State park in Florida, United States

Perdido Key State Park is a 302.9 acre Florida State Park located on a barrier island 15 mi southwest of Pensacola, off S.R. 292, in northwestern Florida. The park's address is 12301 Gulf Beach Highway.

== Perdido Key State Park ==

Barrier islands protect the Florida mainland from the harsh effects of storms and provide habitats for shorebirds and other coastal animals. The wide, white, sandy beaches and the rolling sand dunes covered with sea oats make this a pristine oasis along the rapidly developing panhandle. The beach, which provides excellent opportunities for swimming and sunbathing, is the focal point for public use of the park. Surf fishing is another popular activity.
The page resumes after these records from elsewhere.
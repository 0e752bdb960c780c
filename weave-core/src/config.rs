//! Configuration types

use serde::{Deserialize, Serialize};
use std::collections::HashSet;
use std::time::Duration;

use crate::{CachePolicy, ConfigError};

/// Connection pool sizing and validation settings for one source.
#[derive(Debug, Clone, PartialEq, Eq, Serialize, Deserialize)]
#[serde(default)]
pub struct PoolConfig {
    /// Connections kept open even when idle.
    pub core_size: usize,
    /// Upper bound on open connections.
    pub max_size: usize,
    /// How long an acquire may wait for a free connection, in milliseconds.
    pub acquire_timeout_ms: u64,
    /// Ping each connection before handing it out.
    pub validate_before_use: bool,
    /// Ping timeout in milliseconds.
    pub ping_timeout_ms: u64,
    /// Acquire attempts before giving up when validation keeps failing.
    pub max_failed_attempts: u32,
}

impl Default for PoolConfig {
    fn default() -> Self {
        Self {
            core_size: 1,
            max_size: 10,
            acquire_timeout_ms: 10_000,
            validate_before_use: false,
            ping_timeout_ms: 100,
            max_failed_attempts: 10,
        }
    }
}

impl PoolConfig {
    pub fn new() -> Self {
        Self::default()
    }

    pub fn with_core_size(mut self, core_size: usize) -> Self {
        self.core_size = core_size;
        self
    }

    pub fn with_max_size(mut self, max_size: usize) -> Self {
        self.max_size = max_size;
        self
    }

    pub fn with_acquire_timeout(mut self, timeout: Duration) -> Self {
        self.acquire_timeout_ms = timeout.as_millis() as u64;
        self
    }

    pub fn with_validation(mut self, ping_timeout: Duration) -> Self {
        self.validate_before_use = true;
        self.ping_timeout_ms = ping_timeout.as_millis() as u64;
        self
    }

    pub fn acquire_timeout(&self) -> Duration {
        Duration::from_millis(self.acquire_timeout_ms)
    }

    pub fn ping_timeout(&self) -> Duration {
        Duration::from_millis(self.ping_timeout_ms)
    }

    pub fn validate(&self, field_prefix: &str) -> Result<(), ConfigError> {
        if self.max_size == 0 {
            return Err(ConfigError::InvalidValue {
                field: format!("{}.max_size", field_prefix),
                value: self.max_size.to_string(),
                reason: "must be positive".to_string(),
            });
        }
        if self.core_size > self.max_size {
            return Err(ConfigError::InvalidValue {
                field: format!("{}.core_size", field_prefix),
                value: self.core_size.to_string(),
                reason: format!("may not exceed max_size ({})", self.max_size),
            });
        }
        if self.max_failed_attempts == 0 {
            return Err(ConfigError::InvalidValue {
                field: format!("{}.max_failed_attempts", field_prefix),
                value: "0".to_string(),
                reason: "must be positive".to_string(),
            });
        }
        Ok(())
    }
}

/// A backing source and its defaults.
#[derive(Debug, Clone, PartialEq, Eq, Serialize, Deserialize)]
pub struct SourceConfig {
    pub name: String,
    /// Default time-to-live of this source's answers, in milliseconds.
    #[serde(default)]
    pub default_ttl_ms: Option<u64>,
    #[serde(default)]
    pub pool: PoolConfig,
}

impl SourceConfig {
    pub fn default_cache_policy(&self) -> Option<CachePolicy> {
        self.default_ttl_ms.map(CachePolicy::from_millis)
    }
}

/// One source projection: a source name and its rule texts.
#[derive(Debug, Clone, PartialEq, Eq, Serialize, Deserialize)]
pub struct ProjectionConfig {
    pub source: String,
    /// Workspace inside the source; the source's default workspace when unset.
    #[serde(default)]
    pub workspace: Option<String>,
    pub rules: Vec<String>,
    #[serde(default)]
    pub read_only: bool,
}

/// The cache projection and the policy applied to merged results.
#[derive(Debug, Clone, PartialEq, Eq, Serialize, Deserialize)]
pub struct CacheConfig {
    pub source: String,
    #[serde(default)]
    pub workspace: Option<String>,
    pub ttl_ms: u64,
    pub rules: Vec<String>,
}

impl CacheConfig {
    pub fn cache_policy(&self) -> CachePolicy {
        CachePolicy::from_millis(self.ttl_ms)
    }
}

/// Master configuration of one federated repository.
#[derive(Debug, Clone, PartialEq, Eq, Serialize, Deserialize)]
pub struct FederationConfig {
    pub name: String,
    #[serde(default)]
    pub parallel_fan_out: bool,
    #[serde(default)]
    pub cache: Option<CacheConfig>,
    #[serde(default)]
    pub projections: Vec<ProjectionConfig>,
    #[serde(default)]
    pub sources: Vec<SourceConfig>,
}

impl FederationConfig {
    /// Parse and validate a TOML document.
    pub fn from_toml_str(text: &str) -> Result<Self, ConfigError> {
        let config: FederationConfig = toml::from_str(text).map_err(|e| ConfigError::Parse {
            reason: e.to_string(),
        })?;
        config.validate()?;
        Ok(config)
    }

    /// Check structural constraints; rule texts are compiled later.
    pub fn validate(&self) -> Result<(), ConfigError> {
        if self.name.trim().is_empty() {
            return Err(ConfigError::MissingRequired {
                field: "name".to_string(),
            });
        }
        if self.projections.is_empty() {
            return Err(ConfigError::NoSourceProjections);
        }

        let mut projected = HashSet::new();
        for (i, projection) in self.projections.iter().enumerate() {
            if projection.source.trim().is_empty() {
                return Err(ConfigError::MissingRequired {
                    field: format!("projections[{}].source", i),
                });
            }
            if projection.rules.is_empty() {
                return Err(ConfigError::EmptyProjection {
                    source_name: projection.source.clone(),
                });
            }
            if projection
                .workspace
                .as_deref()
                .is_some_and(|w| w.trim().is_empty())
            {
                return Err(ConfigError::InvalidValue {
                    field: format!("projections[{}].workspace", i),
                    value: String::new(),
                    reason: "must not be blank".to_string(),
                });
            }
            if !projected.insert(projection.source.as_str()) {
                return Err(ConfigError::DuplicateProjection {
                    source_name: projection.source.clone(),
                });
            }
        }

        if let Some(cache) = &self.cache {
            if cache.source.trim().is_empty() {
                return Err(ConfigError::MissingRequired {
                    field: "cache.source".to_string(),
                });
            }
            if cache.rules.is_empty() {
                return Err(ConfigError::EmptyProjection {
                    source_name: cache.source.clone(),
                });
            }
            if cache.ttl_ms == 0 {
                return Err(ConfigError::InvalidValue {
                    field: "cache.ttl_ms".to_string(),
                    value: "0".to_string(),
                    reason: "must be positive".to_string(),
                });
            }
            if projected.contains(cache.source.as_str()) {
                return Err(ConfigError::IncompatibleOptions {
                    option_a: "cache.source".to_string(),
                    option_b: format!("projection for '{}'", cache.source),
                });
            }
        }

        let mut declared = HashSet::new();
        for (i, source) in self.sources.iter().enumerate() {
            if source.name.trim().is_empty() {
                return Err(ConfigError::MissingRequired {
                    field: format!("sources[{}].name", i),
                });
            }
            if !declared.insert(source.name.as_str()) {
                return Err(ConfigError::InvalidValue {
                    field: format!("sources[{}].name", i),
                    value: source.name.clone(),
                    reason: "declared more than once".to_string(),
                });
            }
            source.pool.validate(&format!("sources[{}].pool", i))?;
        }
        Ok(())
    }

    pub fn source(&self, name: &str) -> Option<&SourceConfig> {
        self.sources.iter().find(|s| s.name == name)
    }
}

#[cfg(test)]
mod tests {
    use super::*;

    const SAMPLE: &str = r#"
name = "Federated Source"

[cache]
source = "Cache"
ttl_ms = 10000
rules = ["/ => /cache/repo/A"]

[[projections]]
source = "Source 1"
rules = ["/a => /source/one/a", "/b => /source/one/b"]

[[projections]]
source = "Source 2"
workspace = "published"
rules = ["/a => /source/two/a"]
read_only = true

[[sources]]
name = "Source 1"
default_ttl_ms = 100000

[sources.pool]
core_size = 2
max_size = 4
"#;

    #[test]
    fn test_parse_sample_config() {
        let config = FederationConfig::from_toml_str(SAMPLE).unwrap();
        assert_eq!(config.name, "Federated Source");
        assert!(!config.parallel_fan_out);
        assert_eq!(config.projections.len(), 2);
        assert!(config.projections[1].read_only);
        assert_eq!(config.projections[0].workspace, None);
        assert_eq!(config.projections[1].workspace.as_deref(), Some("published"));
        let cache = config.cache.as_ref().unwrap();
        assert_eq!(cache.cache_policy(), CachePolicy::from_secs(10));
        let source = config.source("Source 1").unwrap();
        assert_eq!(source.default_cache_policy(), Some(CachePolicy::from_secs(100)));
        assert_eq!(source.pool.core_size, 2);
        assert_eq!(source.pool.max_size, 4);
        assert_eq!(source.pool.acquire_timeout(), Duration::from_secs(10));
    }

    #[test]
    fn test_rejects_missing_projections() {
        let err = FederationConfig::from_toml_str("name = \"x\"").unwrap_err();
        assert_eq!(err, ConfigError::NoSourceProjections);
    }

    #[test]
    fn test_rejects_duplicate_projection() {
        let text = r#"
name = "x"
[[projections]]
source = "A"
rules = ["/ => /"]
[[projections]]
source = "A"
rules = ["/b => /b"]
"#;
        assert!(matches!(
            FederationConfig::from_toml_str(text),
            Err(ConfigError::DuplicateProjection { .. })
        ));
    }

    #[test]
    fn test_rejects_empty_rule_list() {
        let text = r#"
name = "x"
[[projections]]
source = "A"
rules = []
"#;
        assert!(matches!(
            FederationConfig::from_toml_str(text),
            Err(ConfigError::EmptyProjection { .. })
        ));
    }

    #[test]
    fn test_rejects_blank_workspace() {
        let text = r#"
name = "x"
[[projections]]
source = "A"
workspace = " "
rules = ["/ => /"]
"#;
        assert!(matches!(
            FederationConfig::from_toml_str(text),
            Err(ConfigError::InvalidValue { field, .. }) if field == "projections[0].workspace"
        ));
    }

    #[test]
    fn test_rejects_core_larger_than_max() {
        let pool = PoolConfig::new().with_core_size(5).with_max_size(2);
        assert!(matches!(
            pool.validate("pool"),
            Err(ConfigError::InvalidValue { .. })
        ));
    }

    #[test]
    fn test_rejects_unparseable_toml() {
        assert!(matches!(
            FederationConfig::from_toml_str("name = "),
            Err(ConfigError::Parse { .. })
        ));
    }
}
Boardwalks from the parking lot allow visitors to access the beach without causing damage to the fragile dunes and beach vegetation. Covered picnic tables overlooking are provided for group outings.

===Wildlife===
Several endangered species inhabit, nest on or use this park. Most notable of these is the Perdido Key beach mouse. This mouse is one of the North America's rarest mammals and only currently exists in two places on earth, both of which are located on Perdido Key. The Johnson Beach Unit of Gulf Islands National Seashore is the other location. The mouse was reintroduced to the park in February 2000 after several years of being absent from the park. Originally, three pairs of juvenile mice were translocated from Johnson Beach, followed by an additional 16 pairs of juvenile mice the following year. The population of this mouse can vary greatly depending on the time of year and recent weather conditions, as well as the presence of house cats.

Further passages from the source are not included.